American poet (1865–1914)

Madison Julius Cawein (March 23, 1865 – December 8, 1914) was a poet from Louisville, Kentucky.

==Biography==
Madison Julius Cawein was born in Louisville, Kentucky on March 23, 1865, the fifth child of William and Christiana (Stelsly) Cawein. His father made patent medicines from herbs. Thus as a child, Cawein became acquainted with and developed a love for local nature. Madison Cawein lived in Louisville his entire life, with the exception of three years spent in New Albany, Indiana, as a teenager.

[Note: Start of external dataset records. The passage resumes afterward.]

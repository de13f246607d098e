//! The `export` group.

use std::fs;
use std::io::Write;
use std::path::{Path, PathBuf};

use bibliophant_core::{records_to_bibfile, records_to_bibtex};
use bibliophant_storage::{Catalog, Transaction};
use tracing::info;

use super::{expand_tilde, input_records, words};
use crate::command::{complete_word, Command, CommandGroup};
use crate::context::{Context, Effect};
use crate::error::BuildError;
use crate::output::Output;
use crate::{Error, Result};

pub(crate) fn group() -> std::result::Result<CommandGroup, BuildError> {
    CommandGroup::builder("export").add("bibtex", BibTeX).build()
}

/// `export bibtex [<file.bib> [overwrite]]`
struct BibTeX;

impl Command for BibTeX {
    fn execute(
        &self,
        args: &str,
        _txn: &mut Transaction<'_>,
        ctx: &mut Context,
        input: Option<Output>,
    ) -> Result<Option<Output>> {
        let records = input_records(input, "export bibtex")?;
        let words = words(args)?;
        let (file, mut overwrite) = match words.as_slice() {
            [] => {
                let text = records_to_bibtex(&records);
                writeln!(ctx.out(), "{}", text)?;
                return Ok(None);
            }
            [file] => (file, false),
            [file, o] if o == "overwrite" => (file, true),
            _ => {
                return Err(Error::aborted(
                    "'export bibtex' takes a file name and optionally 'overwrite'",
                ))
            }
        };

        let path = expand_tilde(file);
        let existed = path.exists();
        if existed && !overwrite {
            overwrite = ctx.confirm(&format!(
                "The file '{}' already exists. Overwrite it?",
                path.display()
            ));
            if !overwrite {
                return Err(Error::aborted(format!(
                    "not overwriting '{}'",
                    path.display()
                )));
            }
        }

        // The replaced file is kept aside until the query commits
        let backup = if existed {
            let backup = backup_path(&path);
            fs::copy(&path, &backup)?;
            Some(backup)
        } else {
            None
        };
        if let Err(e) = records_to_bibfile(&records, &path, overwrite) {
            if let Some(backup) = &backup {
                let _ = fs::remove_file(backup);
            }
            return Err(e.into());
        }
        match backup {
            Some(backup) => {
                ctx.compensate(Effect::MoveFile {
                    from: backup.clone(),
                    to: path.clone(),
                });
                ctx.defer(Effect::RemoveFile(backup));
            }
            None => ctx.compensate(Effect::RemoveFile(path.clone())),
        }
        info!(target: "bibliophant::chain", file = %path.display(), records = records.len(), "Exported BibTeX");
        writeln!(
            ctx.out(),
            "Exported {} records to {}",
            records.len(),
            path.display()
        )?;
        Ok(None)
    }

    fn complete(&self, partial: &str, _catalog: &Catalog) -> Vec<String> {
        if partial.contains(char::is_whitespace) {
            complete_word(partial, ["overwrite"])
        } else {
            Vec::new()
        }
    }
}

/// Hidden sibling holding the previous contents of `path`.
fn backup_path(path: &Path) -> PathBuf {
    let name = path
        .file_name()
        .map(|n| n.to_string_lossy().into_owned())
        .unwrap_or_default();
    path.with_file_name(format!(".{}.bak", name))
}
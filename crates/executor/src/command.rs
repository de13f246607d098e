//! The command abstraction.
//!
//! A [`Command`] receives the unparsed rest of its chain segment, the query's
//! transaction, the session [`Context`] and the previous command's result.
//! A [`CommandGroup`] is a command that dispatches on the first word of its
//! arguments to one of its sub-commands, so groups nest into trees.

use std::collections::BTreeMap;

use bibliophant_storage::{Catalog, Transaction};

use crate::context::Context;
use crate::error::BuildError;
use crate::output::Output;
use crate::query::split_first_word;
use crate::{Error, Result};

/// A command of the query language.
pub trait Command {
    /// Run the command.
    ///
    /// `input` is the result of the previous command in the chain, `None`
    /// for the first. The return value is handed to the next command.
    fn execute(
        &self,
        args: &str,
        txn: &mut Transaction<'_>,
        ctx: &mut Context,
        input: Option<Output>,
    ) -> Result<Option<Output>>;

    /// Candidates for the word being typed at the end of `partial`, the
    /// argument text typed so far.
    fn complete(&self, _partial: &str, _catalog: &Catalog) -> Vec<String> {
        Vec::new()
    }
}

/// Whether `name` is something the parser can produce as a token.
pub(crate) fn valid_name(name: &str) -> bool {
    !name.is_empty() && !name.contains(char::is_whitespace)
}

/// Candidates from `names` that extend the last word of `partial`.
pub fn complete_word<'a, I>(partial: &str, names: I) -> Vec<String>
where
    I: IntoIterator<Item = &'a str>,
{
    let prefix = last_word(partial);
    names
        .into_iter()
        .filter(|n| n.starts_with(prefix))
        .map(str::to_string)
        .collect()
}

/// The word being typed at the end of `text`.
pub fn last_word(text: &str) -> &str {
    match text.char_indices().rev().find(|(_, c)| c.is_whitespace()) {
        Some((i, c)) => &text[i + c.len_utf8()..],
        None => text,
    }
}

/// A named collection of sub-commands.
pub struct CommandGroup {
    name: String,
    commands: BTreeMap<String, Box<dyn Command>>,
}

impl CommandGroup {
    /// Start building a group.
    pub fn builder(name: &str) -> GroupBuilder {
        GroupBuilder {
            name: name.to_string(),
            entries: Vec::new(),
        }
    }

    /// The group's name.
    pub fn name(&self) -> &str {
        &self.name
    }

    /// Names of the sub-commands in ascending order.
    pub fn names(&self) -> impl Iterator<Item = &str> {
        self.commands.keys().map(String::as_str)
    }

    /// Look up a sub-command.
    pub fn get(&self, name: &str) -> Option<&dyn Command> {
        self.commands.get(name).map(|c| c.as_ref())
    }
}

impl Command for CommandGroup {
    fn execute(
        &self,
        args: &str,
        txn: &mut Transaction<'_>,
        ctx: &mut Context,
        input: Option<Output>,
    ) -> Result<Option<Output>> {
        let (name, rest) = split_first_word(args);
        if name.is_empty() {
            return Err(Error::MissingSubCommand {
                group: self.name.clone(),
            });
        }
        let command = self.get(name).ok_or_else(|| Error::UnknownSubCommand {
            group: self.name.clone(),
            name: name.to_string(),
        })?;
        command.execute(rest, txn, ctx, input)
    }

    fn complete(&self, partial: &str, catalog: &Catalog) -> Vec<String> {
        let partial = partial.trim_start();
        match partial.find(char::is_whitespace) {
            None => complete_word(partial, self.names()),
            Some(_) => {
                let (name, rest) = split_first_word(partial);
                match self.get(name) {
                    Some(command) => command.complete(rest, catalog),
                    None => Vec::new(),
                }
            }
        }
    }
}

impl std::fmt::Debug for CommandGroup {
    fn fmt(&self, f: &mut std::fmt::Formatter<'_>) -> std::fmt::Result {
        f.debug_struct("CommandGroup")
            .field("name", &self.name)
            .field("commands", &self.commands.keys().collect::<Vec<_>>())
            .finish()
    }
}

/// Builder for [`CommandGroup`].
pub struct GroupBuilder {
    name: String,
    entries: Vec<(String, Box<dyn Command>)>,
}

impl GroupBuilder {
    /// Add a sub-command.
    pub fn add(mut self, name: &str, command: impl Command + 'static) -> Self {
        self.entries.push((name.to_string(), Box::new(command)));
        self
    }

    /// Finish the group; names must be unique and free of whitespace.
    pub fn build(self) -> std::result::Result<CommandGroup, BuildError> {
        let mut commands = BTreeMap::new();
        for (name, command) in self.entries {
            if !valid_name(&name) {
                return Err(BuildError::InvalidName { name });
            }
            if commands.contains_key(&name) {
                return Err(BuildError::DuplicateCommand {
                    scope: format!("group '{}'", self.name),
                    name,
                });
            }
            commands.insert(name, command);
        }
        Ok(CommandGroup {
            name: self.name,
            commands,
        })
    }
}

#[cfg(test)]
mod tests {
    use super::*;

    struct Noop;

    impl Command for Noop {
        fn execute(
            &self,
            _args: &str,
            _txn: &mut Transaction<'_>,
            _ctx: &mut Context,
            input: Option<Output>,
        ) -> Result<Option<Output>> {
            Ok(input)
        }
    }

    #[test]
    fn test_last_word_after_wide_whitespace() {
        assert_eq!(last_word("get key 2012"), "2012");
        assert_eq!(last_word("get key "), "");
        assert_eq!(last_word("emit foo\u{00A0}"), "");
        assert_eq!(last_word("emit foo\u{3000}ba"), "ba");
        assert_eq!(last_word("single"), "single");
    }

    #[test]
    fn test_group_rejects_duplicates() {
        let err = CommandGroup::builder("get")
            .add("key", Noop)
            .add("key", Noop)
            .build()
            .unwrap_err();
        assert_eq!(
            err,
            BuildError::DuplicateCommand {
                scope: "group 'get'".into(),
                name: "key".into()
            }
        );
    }

    #[test]
    fn test_group_rejects_names_with_spaces() {
        assert!(matches!(
            CommandGroup::builder("get").add("by key", Noop).build(),
            Err(BuildError::InvalidName { .. })
        ));
    }

    #[test]
    fn test_group_completion() {
        let group = CommandGroup::builder("get")
            .add("all", Noop)
            .add("arxiv", Noop)
            .add("key", Noop)
            .build()
            .unwrap();
        let catalog = Catalog::default();
        assert_eq!(group.complete("a", &catalog), vec!["all", "arxiv"]);
        assert_eq!(group.complete("", &catalog).len(), 3);
        assert!(group.complete("key 2012", &catalog).is_empty());
    }

    #[test]
    fn test_last_word() {
        assert_eq!(last_word("journal Phys"), "Phys");
        assert_eq!(last_word("journal "), "");
        assert_eq!(last_word("tag"), "tag");
    }
}
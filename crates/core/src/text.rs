//! Text helpers that do not involve the store.

use unicode_normalization::UnicodeNormalization;

/// Convert a string into compatibility normal form (NFKC) and collapse
/// all runs of whitespace into single spaces.
pub fn format_string(s: &str) -> String {
    let normalized: String = s.nfkc().collect();
    normalized.split_whitespace().collect::<Vec<_>>().join(" ")
}

/// Create the key for a new record: the year followed by every author's
/// last name, without spaces and transliterated to ASCII.
pub fn generate_key<'a, I>(year: i32, last_names: I) -> String
where
    I: IntoIterator<Item = &'a str>,
{
    let mut key = year.to_string();
    for last in last_names {
        for c in last.chars().filter(|c| !c.is_whitespace()) {
            match transliterate(c) {
                Some(ascii) => key.push_str(ascii),
                None => key.push(c),
            }
        }
    }
    key
}

/// BibTeX keys should be ASCII.
fn transliterate(c: char) -> Option<&'static str> {
    let ascii = match c {
        'à' | 'á' | 'â' | 'ã' | 'å' | 'ā' => "a",
        'ä' | 'æ' => "ae",
        'ç' | 'ć' | 'č' => "c",
        'è' | 'é' | 'ê' | 'ë' | 'ē' | 'ė' | 'ę' => "e",
        'î' | 'ï' | 'í' | 'ī' | 'į' | 'ì' => "i",
        'ł' => "l",
        'ñ' | 'ń' => "n",
        'ô' | 'ò' | 'ó' | 'ø' | 'ō' | 'õ' => "o",
        'ö' | 'œ' => "oe",
        'ß' => "ss",
        'ś' | 'š' => "s",
        'û' | 'ù' | 'ú' | 'ū' => "u",
        'ü' => "ue",
        'ÿ' => "y",
        'ž' | 'ź' | 'ż' => "z",
        'À' | 'Á' | 'Â' | 'Ã' | 'Å' | 'Ā' => "A",
        'Ä' | 'Æ' => "Ae",
        'Ç' | 'Ć' | 'Č' => "C",
        'È' | 'É' | 'Ê' | 'Ë' | 'Ē' | 'Ė' | 'Ę' => "E",
        'Î' | 'Ï' | 'Í' | 'Ī' | 'Į' | 'Ì' => "I",
        'Ł' => "L",
        'Ñ' | 'Ń' => "N",
        'Ô' | 'Ò' | 'Ó' | 'Ø' | 'Ō' | 'Õ' => "O",
        'Ö' | 'Œ' => "Oe",
        'Ś' | 'Š' => "S",
        'Û' | 'Ù' | 'Ú' | 'Ū' => "U",
        'Ü' => "Ue",
        'Ÿ' => "Y",
        'Ž' | 'Ź' | 'Ż' => "Z",
        _ => return None,
    };
    Some(ascii)
}
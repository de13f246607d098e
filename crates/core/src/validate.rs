//! Field validation rules.
//!
//! Each function checks one field and returns `Error::Invalid` naming the
//! field and the rule it violates. Optional fields are checked only when set.

use once_cell::sync::Lazy;
use regex::Regex;

use crate::error::{Error, Result};

static KEY: Lazy<Regex> = Lazy::new(|| Regex::new(r"^[0-9]{4}[a-zA-Z]{2,}$").unwrap());
static DOI: Lazy<Regex> =
    Lazy::new(|| Regex::new(r#"^10[.][0-9]{4,}(?:[.][0-9]+)*/[^\s"&'<>]+$"#).unwrap());
static EMAIL: Lazy<Regex> = Lazy::new(|| Regex::new(r"^[^@]+@[^@]+\.[^@]+$").unwrap());
static URL: Lazy<Regex> = Lazy::new(|| Regex::new(r"^(https?|ftp)://\S+$").unwrap());
static TAG_NAME: Lazy<Regex> = Lazy::new(|| Regex::new(r"^[-A-Za-z]{3,}$").unwrap());
static TAG_COLOR: Lazy<Regex> = Lazy::new(|| Regex::new(r"^[0-9A-F]{6}$").unwrap());

/// Earliest accepted year of publication.
pub const MIN_YEAR: i32 = 1800;
/// Latest accepted year of publication.
pub const MAX_YEAR: i32 = 2030;

fn min_chars(field: &'static str, value: &str, min: usize) -> Result<()> {
    if value.chars().count() < min {
        let unit = if min == 1 { "character" } else { "characters" };
        return Err(Error::invalid(
            field,
            format!("must have at least {} {}", min, unit),
        ));
    }
    Ok(())
}

fn optional_min_chars(field: &'static str, value: Option<&str>, min: usize) -> Result<()> {
    match value {
        Some(v) => min_chars(field, v, min),
        None => Ok(()),
    }
}

/// The record key doubles as BibTeX key and folder name.
pub fn key(key: &str) -> Result<()> {
    if !KEY.is_match(key) {
        return Err(Error::invalid("key", format!("must match {}", KEY.as_str())));
    }
    Ok(())
}

/// Check a title.
pub fn title(title: &str) -> Result<()> {
    min_chars("title", title, 6)
}

/// Check a year of publication.
pub fn year(year: i32) -> Result<()> {
    if !(MIN_YEAR..=MAX_YEAR).contains(&year) {
        return Err(Error::invalid(
            "year",
            format!("must be between {} and {}", MIN_YEAR, MAX_YEAR),
        ));
    }
    Ok(())
}

/// Check a month of publication.
pub fn month(month: Option<u8>) -> Result<()> {
    match month {
        Some(m) if !(1..=12).contains(&m) => {
            Err(Error::invalid("month", "must be between 1 and 12"))
        }
        _ => Ok(()),
    }
}

/// Check a digital object identifier (without URL prefix).
pub fn doi(doi: Option<&str>) -> Result<()> {
    match doi {
        Some(d) if !DOI.is_match(d) => {
            Err(Error::invalid("doi", format!("must match {}", DOI.as_str())))
        }
        _ => Ok(()),
    }
}

/// Check a free-form note.
pub fn note(note: Option<&str>) -> Result<()> {
    optional_min_chars("note", note, 2)
}

/// Check an author's last name.
pub fn last_name(last: &str) -> Result<()> {
    min_chars("last", last, 2)
}

/// Check an author's first name.
pub fn first_name(first: Option<&str>) -> Result<()> {
    optional_min_chars("first", first, 2)
}

/// Check an author's email address.
pub fn email(email: Option<&str>) -> Result<()> {
    match email {
        Some(e) if !EMAIL.is_match(e) => {
            Err(Error::invalid("email", format!("must match {}", EMAIL.as_str())))
        }
        _ => Ok(()),
    }
}

/// Check a hyperlink.
pub fn url(url: &str) -> Result<()> {
    if !URL.is_match(url) {
        return Err(Error::invalid("url", format!("must match {}", URL.as_str())));
    }
    Ok(())
}

/// Check the description of a hyperlink.
pub fn url_description(description: Option<&str>) -> Result<()> {
    optional_min_chars("description", description, 3)
}

/// Check a tag name.
pub fn tag_name(name: &str) -> Result<()> {
    if !TAG_NAME.is_match(name) {
        return Err(Error::invalid(
            "tag name",
            format!("must match {}", TAG_NAME.as_str()),
        ));
    }
    Ok(())
}

/// Check a tag color, a hexadecimal RGB code such as `D19F93`.
pub fn tag_color(color: Option<&str>) -> Result<()> {
    match color {
        Some(c) if !TAG_COLOR.is_match(c) => Err(Error::invalid(
            "tag color",
            format!("must match {}", TAG_COLOR.as_str()),
        )),
        _ => Ok(()),
    }
}

/// Check a journal name.
pub fn journal_name(name: &str) -> Result<()> {
    min_chars("journal", name, 4)
}

/// Check a publisher name.
pub fn publisher_name(name: &str) -> Result<()> {
    min_chars("publisher", name, 4)
}

/// Check a publisher address.
pub fn address(address: Option<&str>) -> Result<()> {
    optional_min_chars("address", address, 4)
}

/// Check an eprint reference.
///
/// Old-style arXiv identifiers (before April 2007) contain a slash and carry
/// neither archive prefix nor primary class; new-style identifiers need both.
pub fn eprint(
    eprint: &str,
    archive_prefix: Option<&str>,
    primary_class: Option<&str>,
) -> Result<()> {
    min_chars("eprint", eprint, 9)?;
    if eprint.contains('/') {
        if archive_prefix.is_some() {
            return Err(Error::invalid(
                "archive_prefix",
                "is not allowed for old-style identifiers",
            ));
        }
        if primary_class.is_some() {
            return Err(Error::invalid(
                "primary_class",
                "is not allowed for old-style identifiers",
            ));
        }
        return Ok(());
    }
    match (archive_prefix, primary_class) {
        (Some(prefix), Some(class)) => {
            min_chars("archive_prefix", prefix, 5)?;
            min_chars("primary_class", class, 5)
        }
        (None, _) => Err(Error::invalid(
            "archive_prefix",
            "is required for new-style identifiers",
        )),
        (_, None) => Err(Error::invalid(
            "primary_class",
            "is required for new-style identifiers",
        )),
    }
}

/// Check one of the short free-form fields (volume, number, pages, edition).
pub fn short_field(field: &'static str, value: Option<&str>) -> Result<()> {
    optional_min_chars(field, value, 1)
}

/// Check a book series.
pub fn series(series: Option<&str>) -> Result<()> {
    optional_min_chars("series", series, 3)
}

/// Check an abstract.
pub fn abstract_text(text: Option<&str>) -> Result<()> {
    optional_min_chars("abstract", text, 10)
}

#[cfg(test)]
mod tests {
    use super::*;

    #[test]
    fn test_key_pattern() {
        assert!(key("2012GregoryStone").is_ok());
        assert!(key("12GregoryStone").is_err());
        assert!(key("2012G").is_err());
        assert!(key("2012Gregory Stone").is_err());
    }

    #[test]
    fn test_year_bounds() {
        assert!(year(1800).is_ok());
        assert!(year(2030).is_ok());
        assert!(year(1799).is_err());
        assert!(year(2031).is_err());
    }

    #[test]
    fn test_doi_pattern() {
        assert!(doi(Some("10.1103/PhysRevLett.116.061102")).is_ok());
        assert!(doi(Some("10.1000/xyz")).is_ok());
        assert!(doi(None).is_ok());
        assert!(doi(Some("https://doi.org/10.1000/xyz")).is_err());
        assert!(doi(Some("10.12/short")).is_err());
    }

    #[test]
    fn test_tag_rules() {
        assert!(tag_name("read-me").is_ok());
        assert!(tag_name("ab").is_err());
        assert!(tag_name("to read").is_err());
        assert!(tag_color(Some("D19F93")).is_ok());
        assert!(tag_color(Some("d19f93")).is_err());
    }

    #[test]
    fn test_eprint_styles() {
        assert!(eprint("1707.08567", Some("arXiv"), Some("hep-th")).is_ok());
        assert!(eprint("hep-th/9901001", None, None).is_ok());
        assert!(eprint("hep-th/9901001", Some("arXiv"), None).is_err());
        assert!(eprint("1707.08567", None, Some("hep-th")).is_err());
        assert!(eprint("1707.0856", Some("arXiv"), Some("hep-th")).is_ok());
        assert!(eprint("17.08", Some("arXiv"), Some("hep-th")).is_err());
    }

    #[test]
    fn test_url_pattern() {
        assert!(url("https://arxiv.org/abs/1707.08567").is_ok());
        assert!(url("ftp://example.org/file").is_ok());
        assert!(url("mailto:someone@example.org").is_err());
    }

    #[test]
    fn test_min_chars_message() {
        let err = title("Short").unwrap_err();
        assert_eq!(err.to_string(), "title must have at least 6 characters");
        let err = short_field("pages", Some("")).unwrap_err();
        assert_eq!(err.to_string(), "pages must have at least 1 character");
    }
}
//! The `get` group: look up records and pass them on.

use bibliophant_storage::{Catalog, Listing, Transaction};

use super::{take_limit, words};
use crate::command::{complete_word, Command, CommandGroup};
use crate::context::Context;
use crate::error::BuildError;
use crate::output::Output;
use crate::{Error, Result};

pub(crate) fn group() -> std::result::Result<CommandGroup, BuildError> {
    CommandGroup::builder("get")
        .add("key", GetKey)
        .add("title", GetTitle)
        .add("doi", GetDoi)
        .add("arxiv", GetArxiv)
        .add("all", GetList(ListBy::All))
        .add("tag", GetList(ListBy::Tag))
        .add("author", GetList(ListBy::Author))
        .add("journal", GetList(ListBy::Journal))
        .add("publisher", GetList(ListBy::Publisher))
        .build()
}

fn records(records: Vec<bibliophant_core::Record>) -> Result<Option<Output>> {
    Ok(Some(Output::Records(records)))
}

fn single_word(command: &str, args: &str) -> Result<String> {
    let mut words = words(args)?;
    match words.len() {
        1 => Ok(words.remove(0)),
        _ => Err(Error::aborted(format!(
            "'{}' takes exactly one argument",
            command
        ))),
    }
}

// =============================================================================
// Single records
// =============================================================================

struct GetKey;

impl Command for GetKey {
    fn execute(
        &self,
        args: &str,
        txn: &mut Transaction<'_>,
        _ctx: &mut Context,
        _input: Option<Output>,
    ) -> Result<Option<Output>> {
        let key = single_word("get key", args)?;
        records(vec![txn.require(&key)?.clone()])
    }

    fn complete(&self, partial: &str, catalog: &Catalog) -> Vec<String> {
        complete_word(partial, catalog.records.keys().map(String::as_str))
    }
}

struct GetTitle;

impl Command for GetTitle {
    fn execute(
        &self,
        args: &str,
        txn: &mut Transaction<'_>,
        _ctx: &mut Context,
        _input: Option<Output>,
    ) -> Result<Option<Output>> {
        let part = args.trim();
        if part.is_empty() {
            return Err(Error::aborted("'get title' requires (a part of) a title"));
        }
        let found = txn.find_by_title(part);
        if found.is_empty() {
            return Err(Error::aborted(format!(
                "there is no record with '{}' in its title",
                part
            )));
        }
        records(found)
    }
}

struct GetDoi;

impl Command for GetDoi {
    fn execute(
        &self,
        args: &str,
        txn: &mut Transaction<'_>,
        _ctx: &mut Context,
        _input: Option<Output>,
    ) -> Result<Option<Output>> {
        let doi = single_word("get doi", args)?;
        match txn.find_by_doi(&doi) {
            Some(record) => records(vec![record.clone()]),
            None => Err(Error::aborted(format!(
                "there is no record with the DOI '{}'",
                doi
            ))),
        }
    }
}

struct GetArxiv;

impl Command for GetArxiv {
    fn execute(
        &self,
        args: &str,
        txn: &mut Transaction<'_>,
        _ctx: &mut Context,
        _input: Option<Output>,
    ) -> Result<Option<Output>> {
        let id = single_word("get arxiv", args)?;
        match txn.find_by_arxiv(&id) {
            Some(record) => records(vec![record.clone()]),
            None => Err(Error::aborted(format!(
                "there is no article with the arXiv id '{}'",
                id
            ))),
        }
    }
}

// =============================================================================
// Listings
// =============================================================================

#[derive(Clone, Copy)]
enum ListBy {
    All,
    Tag,
    Author,
    Journal,
    Publisher,
}

impl ListBy {
    fn command(self) -> &'static str {
        match self {
            ListBy::All => "get all",
            ListBy::Tag => "get tag",
            ListBy::Author => "get author",
            ListBy::Journal => "get journal",
            ListBy::Publisher => "get publisher",
        }
    }
}

/// `get all|tag|author|journal|publisher [<name>] [<limit>]`
struct GetList(ListBy);

impl Command for GetList {
    fn execute(
        &self,
        args: &str,
        txn: &mut Transaction<'_>,
        _ctx: &mut Context,
        _input: Option<Output>,
    ) -> Result<Option<Output>> {
        let by = self.0;
        let mut words = words(args)?;
        let limit = take_limit(&mut words)?;
        let name = words.join(" ");

        let listing = match by {
            ListBy::All if name.is_empty() => Listing::All,
            ListBy::All => {
                return Err(Error::aborted(
                    "'get all' takes only an optional limit",
                ))
            }
            _ if name.is_empty() => {
                return Err(Error::aborted(format!("'{}' requires a name", by.command())))
            }
            ListBy::Tag => {
                if txn.tag_info(&name).is_none() {
                    return Err(bibliophant_storage::Error::TagNotFound(name).into());
                }
                Listing::Tag(&name)
            }
            ListBy::Author => Listing::Author(&name),
            ListBy::Journal => Listing::Journal(&name),
            ListBy::Publisher => Listing::Publisher(&name),
        };
        records(txn.list(listing, limit))
    }

    fn complete(&self, partial: &str, catalog: &Catalog) -> Vec<String> {
        match self.0 {
            ListBy::Tag if !partial.contains(char::is_whitespace) => {
                complete_word(partial, catalog.tags.keys().map(String::as_str))
            }
            _ => Vec::new(),
        }
    }
}
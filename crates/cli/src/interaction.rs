//! Questions and record editing on the terminal.

use std::io::{self, BufRead, Write};
use std::process;

use tracing::debug;

use bibliophant_executor::Interaction;

/// Interaction for the interactive shell: y/N questions on stdin and an
/// external editor for record drafts.
#[derive(Debug, Clone)]
pub struct Terminal {
    editor: String,
}

impl Terminal {
    /// Use `editor` (a command line; the file path is appended) for drafts.
    pub fn new(editor: impl Into<String>) -> Self {
        Self {
            editor: editor.into(),
        }
    }
}

/// Whether an answer to a y/N question means yes.
pub fn is_yes(answer: &str) -> bool {
    matches!(answer.trim().to_lowercase().as_str(), "y" | "yes")
}

impl Interaction for Terminal {
    fn confirm(&mut self, question: &str) -> bool {
        print!("{} [y/N] ", question);
        if io::stdout().flush().is_err() {
            return false;
        }
        let mut answer = String::new();
        match io::stdin().lock().read_line(&mut answer) {
            Ok(0) | Err(_) => false,
            Ok(_) => is_yes(&answer),
        }
    }

    fn edit(&mut self, draft: &str) -> io::Result<String> {
        let mut file = tempfile::Builder::new()
            .prefix("bibliophant-")
            .suffix(".json")
            .tempfile()?;
        file.write_all(draft.as_bytes())?;
        file.flush()?;

        let mut words = shlex::split(&self.editor).unwrap_or_default();
        if words.is_empty() {
            return Err(io::Error::new(
                io::ErrorKind::InvalidInput,
                format!("cannot run the editor '{}'", self.editor),
            ));
        }
        let program = words.remove(0);
        debug!(target: "bibliophant::chain", editor = %program, path = %file.path().display(), "Editing draft");
        let status = process::Command::new(&program)
            .args(&words)
            .arg(file.path())
            .status()?;
        if !status.success() {
            return Err(io::Error::new(
                io::ErrorKind::Other,
                format!("the editor '{}' exited with {}", program, status),
            ));
        }
        std::fs::read_to_string(file.path())
    }
}

#[cfg(test)]
mod tests {
    use super::*;

    #[test]
    fn test_answers() {
        assert!(is_yes("y\n"));
        assert!(is_yes(" YES "));
        assert!(!is_yes("\n"));
        assert!(!is_yes("no"));
        assert!(!is_yes("yep"));
    }

    #[cfg(unix)]
    #[test]
    fn test_edit_returns_file_contents() {
        // `true` leaves the draft untouched
        let mut terminal = Terminal::new("true");
        assert_eq!(terminal.edit("{\"key\": \"\"}").unwrap(), "{\"key\": \"\"}");
    }

    #[cfg(unix)]
    #[test]
    fn test_failing_editor_is_an_error() {
        let mut terminal = Terminal::new("false");
        assert!(terminal.edit("{}").is_err());
    }

    #[test]
    fn test_empty_editor_is_an_error() {
        assert_eq!(
            Terminal::new("  ").edit("{}").unwrap_err().kind(),
            io::ErrorKind::InvalidInput
        );
    }
}
//! Storage layer for Bibliophant
//!
//! A collection lives in a root folder:
//! - `bibliophant.json`: the catalog (records, tag/journal/publisher registries)
//! - `.lock`: exclusive process lock held while the collection is open
//! - `<key>/`: one folder per record with `<key>.json` and its attachments
//!
//! All reads and writes go through a `Transaction`, a private working copy of
//! the catalog that is either committed atomically or dropped.

#![warn(missing_docs)]
#![warn(clippy::all)]

pub mod catalog;
pub mod error;
pub mod record_io;
pub mod store;
pub mod transaction;

pub use catalog::{Catalog, StoredRecord};
pub use error::{Error, Result};
pub use record_io::{load_record_file, record_dir, record_file, write_record_file};
pub use store::{Store, CATALOG_FILE_NAME, LOCK_FILE_NAME};
pub use transaction::{Listing, Transaction};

After graduating from Louisville Male High School in 1886, Cawein worked in a pool hall in Louisville as a cashier in Waddill's New-market, which also served as a gambling house. He worked there for six years, saving his pay so he could return home to write.

His output was thirty-six books and 1,500 poems. His writing presented Kentucky scenes in a language echoing Percy Bysshe Shelley and John Keats. He soon earned the nickname the "Keats of Kentucky". He was popular enough that, by 1900, he told the Louisville Courier-Journal that his income from publishing poetry in magazines amounted to about $100 a month.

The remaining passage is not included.